リンは意識しないよう心がけながら、次の授業の教科書を出そうと袋に手を入れた。そしてはたと動きを止める。
「…あ」
思わず小さく声を洩らした。
そういえば今から使う予定の教科書は昨夜家で読んでいて、そのまま仕舞うのを忘れた気がする。
思ったとおり本は袋に入ってなかった。失敗した。リンは肩を落とし、小さく溜息を吐いた。
「……どうしたの?」
不意に隣から声をかけられ、リンは振り向いた。ルイがリンに気遣うような目を向けている。濃い青の大きな瞳と出会い、リンは思わず赤くなった。
「えっと…教科書、忘れてきちゃったみたい……」
たどたどしく説明する。やっぱり変に意識してしまう。ルイは「じゃぁ、一緒に見る…?」と言ってくれた。そして自分の本をリンの方に差し出す。
「ごめんなさい…。お願いします…」
リンはぺこりと頭を下げる。そして自分の机を引き摺って、ルイの机に寄せた。
「ルイとリンがくっついてるぅ~~!!」
突然教室に男の子の野次が飛ぶ。リンとルイはお互い同時に火がついたように赤くなった。
「――ばか!!教科書見せるだけだって!!」
ルイが野次に応えて弁解すると、周りは楽しそうな笑い声で沸く。リンは顔を上げることができず、ただ居た堪れない思いで俯いていた。
その夜、仕事を終えたアーロンは家に帰るべく城門に向かって歩いていた。
今日は結局あの後、キースとの手合わせの続きは行われなかった。お互い自分の隊の兵士を相手に剣を指導した。

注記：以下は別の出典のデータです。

#[cfg(test)]
mod tests {
    use super::*;
    use crate::notify::TextChange;
    use crate::sim::SimTree;

    fn web_page() -> (Rc<SimTree>, NodeHandle, NodeHandle, NodeHandle) {
        let sim = Rc::new(SimTree::new());
        let doc = sim.add_root(Role::DocumentFrame);
        let a = sim.add_child(doc, Role::Paragraph);
        let b = sim.add_child(doc, Role::Paragraph);
        sim.set_text(a, "alpha beta");
        sim.set_text(b, "gamma");
        sim.embed_children(doc);
        (sim, doc, a, b)
    }

    #[test]
    fn test_context_derived_from_document_start() {
        let (sim, doc, a, _) = web_page();
        let session = Session::new(sim);
        let doc_node = session.resolve(doc);
        let ctx = session.caret_context(&doc_node).unwrap();
        assert_eq!(ctx.node.handle(), a);
        assert_eq!(ctx.offset, 0);
    }

    #[test]
    fn test_context_prefers_reported_caret() {
        let (sim, doc, _, b) = web_page();
        sim.add_state(b, StateSet::FOCUSED);
        sim.set_caret(b, 3);
        let session = Session::new(sim);
        let doc_node = session.resolve(doc);
        let ctx = session.caret_context(&doc_node).unwrap();
        assert_eq!(ctx.node.handle(), b);
        assert_eq!(ctx.offset, 3);
    }

    #[test]
    fn test_not_a_document() {
        let sim = Rc::new(SimTree::new());
        let win = sim.add_root(Role::Window);
        let session = Session::new(sim);
        let node = session.resolve(win);
        assert_eq!(session.caret_context(&node), Err(Error::NotADocument));
    }

    #[test]
    fn test_line_movement() {
        let (sim, doc, a, b) = web_page();
        let session = Session::new(sim);
        let doc_node = session.resolve(doc);

        let down = session.next_line(&doc_node).unwrap();
        assert_eq!(down.node.handle(), b);
        assert_eq!(down.offset, 0);

        let up = session.previous_line(&doc_node).unwrap();
        assert_eq!(up.node.handle(), a);
        assert_eq!(up.offset, 0);
    }

    #[test]
    fn test_word_movement() {
        let (sim, doc, a, _) = web_page();
        let session = Session::new(sim);
        let doc_node = session.resolve(doc);

        let w1 = session.next_word(&doc_node).unwrap();
        assert_eq!(w1.node.handle(), a);
        assert_eq!(w1.offset, 6); // "beta"

        let w0 = session.previous_word(&doc_node).unwrap();
        assert_eq!(w0.offset, 0); // back to "alpha"
    }

    #[test]
    fn test_defunct_context_recovers() {
        let (sim, doc, a, b) = web_page();
        let session = Session::new(Rc::clone(&sim) as Rc<dyn AccessibleSource>);
        let doc_node = session.resolve(doc);
        let ctx = session.caret_context(&doc_node).unwrap();
        assert_eq!(ctx.node.handle(), a);

        // The paragraph is torn out of the page.
        sim.remove_node(a);
        for n in sim.take_notifications() {
            session.handle_notification(&n);
        }
        let recovered = session.caret_context(&doc_node).unwrap();
        assert_eq!(recovered.node.handle(), b);
    }

    #[test]
    fn test_caret_moved_commits_context() {
        let (sim, doc, _, b) = web_page();
        let session = Session::new(sim);
        let doc_node = session.resolve(doc);
        session.handle_notification(&Notification::CaretMoved(b, 2));
        let ctx = session.caret_context(&doc_node).unwrap();
        assert_eq!(ctx.node.handle(), b);
        assert_eq!(ctx.offset, 2);
    }

    #[test]
    fn test_text_change_drops_line_cache() {
        let (sim, doc, a, _) = web_page();
        let session = Session::new(Rc::clone(&sim) as Rc<dyn AccessibleSource>);
        let doc_node = session.resolve(doc);
        let a_node = session.resolve(a);
        let before = session.line_contents_at(&a_node, 0);
        assert_eq!(before[0].text, "alpha beta");

        sim.set_text(a, "alpha beta gamma");
        session.handle_notification(&Notification::TextChanged(
            a,
            TextChange::Inserted {
                offset: 10,
                text: " gamma".into(),
            },
        ));
        let after = session.line_contents_at(&a_node, 0);
        assert_eq!(after[0].text, "alpha beta gamma");
        let _ = doc_node;
    }

    #[test]
    fn test_structural_navigation_by_role() {
        let sim = Rc::new(SimTree::new());
        let doc = sim.add_root(Role::DocumentFrame);
        let p = sim.add_child(doc, Role::Paragraph);
        sim.set_text(p, "intro");
        let h = sim.add_child(doc, Role::Heading);
        sim.set_text(h, "Title");
        sim.embed_children(doc);

        let session = Session::new(sim);
        let doc_node = session.resolve(doc);
        let start = session.caret_context(&doc_node).unwrap();
        let heading = session
            .find_next_of_role(&start, &[Role::Heading])
            .unwrap();
        assert_eq!(heading.node.handle(), h);
    }

    #[test]
    fn test_link_at_offset() {
        let sim = Rc::new(SimTree::new());
        let doc = sim.add_root(Role::DocumentFrame);
        let para = sim.add_child(doc, Role::Paragraph);
        let link = sim.add_child(para, Role::Link);
        sim.set_text(link, "here");
        sim.set_text(para, &format!("go {} now", crate::source::EMBEDDED_OBJECT_CHAR));

        let session = Session::new(sim);
        let para_node = session.resolve(para);
        let span = session.link_at_offset(&para_node, 3).unwrap();
        assert_eq!(span.target, Some(link));
        assert!(session.link_at_offset(&para_node, 0).is_none());
    }

    #[test]
    fn test_table_cell_coordinates() {
        let sim = Rc::new(SimTree::new());
        let doc = sim.add_root(Role::DocumentFrame);
        let table = sim.add_child(doc, Role::Table);
        sim.set_table_size(table, 2, 3);
        let mut cells = Vec::new();
        for _ in 0..6 {
            cells.push(sim.add_child(table, Role::TableCell));
        }
        let session = Session::new(sim);
        let cell = session.resolve(cells[4]);
        assert_eq!(session.cell_coordinates_of(&cell), Some((1, 1)));
    }
}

最初見た時と比べると、毎日しごかれているだけあって皆体力が付いてきている。それは剣にも現れているようで、わりと動きが良かったし、踏ん張りもきいていた。地味な基礎体力強化訓練がいい結果を生んでいるのは明らかだった。
兵士達はいつの間にかキースを崇拝している様子だし、全てあの男の思い通りである。けれどもそれが間違っているかというとそうも言えず、アーロンは複雑な想いでため息をついた。

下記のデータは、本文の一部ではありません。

//! Accessibility roles the navigation engines branch on.

/// Role of an accessible node, as reported by the bus.
///
/// This is the subset of the bus's role vocabulary that the navigation
/// engines actually make decisions about; everything else maps to
/// [`Role::Unknown`] and gets default treatment.
#[derive(Clone, Copy, Debug, PartialEq, Eq, Hash)]
#[non_exhaustive]
pub enum Role {
    Application,
    Window,
    DocumentFrame,
    Section,
    Paragraph,
    Heading,
    Link,
    Text,
    Entry,
    Label,
    PushButton,
    ToggleButton,
    CheckBox,
    RadioButton,
    ComboBox,
    ListBox,
    List,
    ListItem,
    Table,
    TableCell,
    Image,
    ToolBar,
    MenuBar,
    Menu,
    MenuItem,
    PageTabList,
    PageTab,
    ScrollBar,
    ScrollPane,
    Panel,
    Separator,
    Unknown,
}

impl Role {
    /// Roles that mark a node as an atomic control: the caret never
    /// descends into their internal structure, though the node itself
    /// remains a valid stopping position.
    ///
    /// Entering these would strand the cursor inside native widget
    /// internals the toolkit never meant to expose as content.
    #[must_use]
    pub fn is_atomic_control(self) -> bool {
        matches!(
            self,
            Self::ComboBox
                | Self::ListBox
                | Self::PushButton
                | Self::ToggleButton
                | Self::CheckBox
                | Self::RadioButton
                | Self::TableCell
                | Self::MenuItem
                | Self::ScrollBar
        )
    }

    /// Roles that host a caret context of their own.
    #[must_use]
    pub fn is_document(self) -> bool {
        matches!(self, Self::DocumentFrame)
    }

    /// Roles that exist for layout only: they carry no content of
    /// their own and are not presented when they have nothing to say.
    #[must_use]
    pub fn is_layout_container(self) -> bool {
        matches!(
            self,
            Self::Application
                | Self::Window
                | Self::DocumentFrame
                | Self::Section
                | Self::Panel
                | Self::ScrollPane
                | Self::PageTabList
        )
    }

    /// Human-readable role name, as a presentation fallback.
    #[must_use]
    pub fn display_name(self) -> &'static str {
        match self {
            Self::Application => "application",
            Self::Window => "window",
            Self::DocumentFrame => "document",
            Self::Section => "section",
            Self::Paragraph => "paragraph",
            Self::Heading => "heading",
            Self::Link => "link",
            Self::Text => "text",
            Self::Entry => "entry",
            Self::Label => "label",
            Self::PushButton => "button",
            Self::ToggleButton => "toggle button",
            Self::CheckBox => "check box",
            Self::RadioButton => "radio button",
            Self::ComboBox => "combo box",
            Self::ListBox => "list box",
            Self::List => "list",
            Self::ListItem => "list item",
            Self::Table => "table",
            Self::TableCell => "cell",
            Self::Image => "image",
            Self::ToolBar => "tool bar",
            Self::MenuBar => "menu bar",
            Self::Menu => "menu",
            Self::MenuItem => "menu item",
            Self::PageTabList => "page tab list",
            Self::PageTab => "page tab",
            Self::ScrollBar => "scroll bar",
            Self::ScrollPane => "scroll pane",
            Self::Panel => "panel",
            Self::Separator => "separator",
            Self::Unknown => "unknown",
        }
    }
}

不意に後ろから軽く背中を叩かれた。驚いて振り返ると、そこにはローラが立っていた。片手に馬を引いている。
「お疲れ様」
ローラはそう言って、にっこりと微笑んだ。
「あ……お疲れ様。今、帰るところ?」
「うん」
偶然時間が一緒になったらしい。
仕事を終えたローラはいつも結ってある髪を下ろしていた。緩いウェーブのかかった栗色の髪が彼女の肩を覆っている。そんな彼女はいつもと雰囲気が違い、よりいっそう可愛らしかった。
「馬で帰るんだ」
なんとなく並んで歩きながら、アーロンはローラの連れている馬に目を向けて呟いた。
「そうなの。うち、王都じゃないから、少し遠いの。妹と一緒に暮らしてるんだ」
「妹さんと?」
アーロンはローラに目を戻すと「俺と同じだ」と言った。ローラが頷く。
「私もそう思った。アーロンも妹さんと2人きりなのよね。私もなの。両親は、居ないんだ」
意外な話にアーロンは少し驚いた。
「俺もだよ…」
アーロンの言葉にローラがまたこくりと頷く。
「アーロン、妹さんを学校に行かせてるんでしょ?誰かが言ってた。私の妹も今、学校に行ってるのよ」
「そう…なんだ……」
――女の子なのに…。
妹のために家から離れた城で毎日働いているということなのか。いつも明るくて可愛らしいローラが、急に大人びて見える。そんな苦労は微塵も感じさせなかった。
ローラはアーロンと並んで城を出ると、「それじゃ、また明日ね」と言って馬に乗った。
「うん、また明日」
そう返すアーロンに手を振ると、ローラは馬を走らせた。
遠ざかるローラの姿を見送りながら、アーロンはしばらくその場に佇んでいた。